Here is how someone is totally accountable for a situation like this. Working for someone who will not hold someone else accountable is a choice. The CEO is not going to change. The person who does not give you what you need on time in order to do your work is not going to change. You accept a role in an organization where getting a stellar performance evaluation is not possible unless these individuals change and that is not going to happen. It is unfortunate that you are not told the straight truth which is “Your ability to do your work depends on others that will not be held accountable. Pay increases based on your performance are highly unlikely since your dependence on others who do not do their work to provide you with what you need, when you need it, will not be forthcoming. You will be paid to do your best, be frustrated, and continue to do your best.” Full accountability for the situation comes is this statement, “I have done what I can, I have talked to those I am willing to talk to, and I accept this role in exchange for pay.”

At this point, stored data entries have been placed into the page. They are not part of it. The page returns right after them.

use crate::config::VerificationConfig;
use crate::models::{User, Verification};
use crate::services::metrics::record_email;
use crate::services::templates;
use crate::services::{EmailMessage, EmailProvider, ServiceError, UserStore};
use rand::Rng;
use std::sync::Arc;

const CALLBACK_PATH: &str = "handle_verification_click";

/// What happened to a user-created event. Skips are terminal: the platform
/// must not retry them.
#[derive(Debug, PartialEq)]
pub enum VerificationOutcome {
    EmailSent,
    SkippedAlreadyVerified,
    SkippedNoEmail,
}

#[derive(Clone)]
pub struct VerificationService {
    store: Arc<dyn UserStore>,
    email: Arc<dyn EmailProvider>,
    config: VerificationConfig,
    from: String,
}

impl VerificationService {
    pub fn new(
        store: Arc<dyn UserStore>,
        email: Arc<dyn EmailProvider>,
        config: VerificationConfig,
        from: String,
    ) -> Self {
        Self {
            store,
            email,
            config,
            from,
        }
    }

    /// Trigger A: a user record was created. Issue a token, persist it under
    /// the verification sub-record, and mail the verification link.
    pub async fn handle_user_created(
        &self,
        user_id: &str,
        user: &User,
    ) -> Result<VerificationOutcome, ServiceError> {
        if user.verified {
            tracing::info!(user_id = %user_id, "User already verified, skipping");
            return Ok(VerificationOutcome::SkippedAlreadyVerified);
        }

        let Some(email) = user.email.as_deref().filter(|e| !e.trim().is_empty()) else {
            tracing::warn!(user_id = %user_id, "User has no email field, skipping verification");
            return Ok(VerificationOutcome::SkippedNoEmail);
        };

        let token = generate_random_token();
        let verification = Verification::new(token.clone(), self.config.ttl_hours);
        self.store.put_verification(user_id, &verification).await?;

        let verification_url = build_verification_url(&self.config.base_url, &token);
        let (html, text) = templates::verification_email(&verification_url, self.config.ttl_hours);

        let message = EmailMessage {
            from: self.from.clone(),
            to: vec![email.to_string()],
            subject: "Welcome! Please Verify Your Email".to_string(),
            body_html: Some(html),
            body_text: Some(text),
            reply_to: None,
        };

        // A failed send propagates so the platform can retry the trigger.
        let response = self.email.send(&message).await.inspect_err(|_| {
            record_email("verification", "failed");
        })?;
        record_email("verification", "sent");

        tracing::info!(
            user_id = %user_id,
            to = %email,
            provider_id = ?response.provider_id,
            "Verification email sent"
        );

        Ok(VerificationOutcome::EmailSent)
    }

    /// Operation B: the verification link was clicked. Consumes the token.
    pub async fn verify_click(&self, token: &str) -> Result<String, ServiceError> {
        let (user_id, user) = match self.store.find_by_verification_token(token).await {
            Ok(Some(found)) => found,
            Ok(None) => return Err(ServiceError::InvalidToken),
            Err(crate::services::database::StoreError::TokenCollision(n)) => {
                tracing::error!(matches = n, "Verification token collision detected");
                return Err(ServiceError::TokenCollision);
            }
            Err(e) => return Err(ServiceError::Database(e)),
        };

        let verification = user.verification.as_ref().ok_or(ServiceError::InvalidToken)?;
        if verification.is_expired() {
            tracing::info!(user_id = %user_id, "Verification token expired");
            return Err(ServiceError::TokenExpired);
        }

        // Sets `verified` and clears the sub-record together, so the token
        // can never validate a second time.
        self.store.mark_verified(&user_id).await?;

        tracing::info!(user_id = %user_id, "User successfully verified");
        Ok(user_id)
    }
}

fn generate_random_token() -> String {
    let mut rng = rand::thread_rng();
    let token_bytes: [u8; 32] = rng.gen();
    hex::encode(token_bytes)
}

/// Build the callback link. When the base URL already points directly at the
/// deployed function (a run.app host, or it ends with the callback path), the
/// path is not appended again.
fn build_verification_url(base_url: &str, token: &str) -> String {
    let base = base_url.trim_end_matches('/');
    let lower = base.to_lowercase();
    if lower.ends_with(&format!("/{}", CALLBACK_PATH)) || lower.contains("run.app") {
        format!("{}?token={}", base, token)
    } else {
        format!("{}/{}?token={}", base, CALLBACK_PATH, token)
    }
}

#[cfg(test)]
mod tests {
    use super::*;

    #[test]
    fn tokens_are_64_hex_chars_and_unique() {
        let a = generate_random_token();
        let b = generate_random_token();
        assert_eq!(a.len(), 64);
        assert!(a.chars().all(|c| c.is_ascii_hexdigit()));
        assert_ne!(a, b);
    }

    #[test]
    fn url_appends_callback_path_to_plain_base() {
        assert_eq!(
            build_verification_url("https://functions.example.com", "abc"),
            "https://functions.example.com/handle_verification_click?token=abc"
        );
        // Trailing slash is trimmed first
        assert_eq!(
            build_verification_url("https://functions.example.com/", "abc"),
            "https://functions.example.com/handle_verification_click?token=abc"
        );
    }

    #[test]
    fn url_does_not_double_append_the_path() {
        assert_eq!(
            build_verification_url("https://x.example/handle_verification_click", "abc"),
            "https://x.example/handle_verification_click?token=abc"
        );
        assert_eq!(
            build_verification_url("https://handle-verification-click-xyz-uc.a.run.app", "abc"),
            "https://handle-verification-click-xyz-uc.a.run.app?token=abc"
        );
    }
}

This viewpoint completely shut down the participant. I call it getting on “Planet What Is.” (pg. 21, The 85% Solution, How Personal Accountability Guarantees Success. No Nonsense, No Excuses). The participant wanted to tell me more about “Planet What Should Be” as others who were listening in nodded knowingly. My response to how it should be was the same as it always is…”You’re right it should be that way. You are right. However, being right isn’t getting the situation to be any different. It’s time to get your Definition of Success done to see if this is the place for you or if you can shift to full accountability for what you are choosing now.” That only resulted in more shut down, if there is such a thing.

Needless to say, this participant’s evaluation of the day was not positive but, for me, very instructive. I am humbled by different points of view, how difficult it is to accept total personal accountability, and what it takes to shift a mindset from “what should be” to “what is” with no need to be right or liked.

Right or wrong, the starting place, in my opinion, in the straight truth. From there, own it, act on it and answer for it.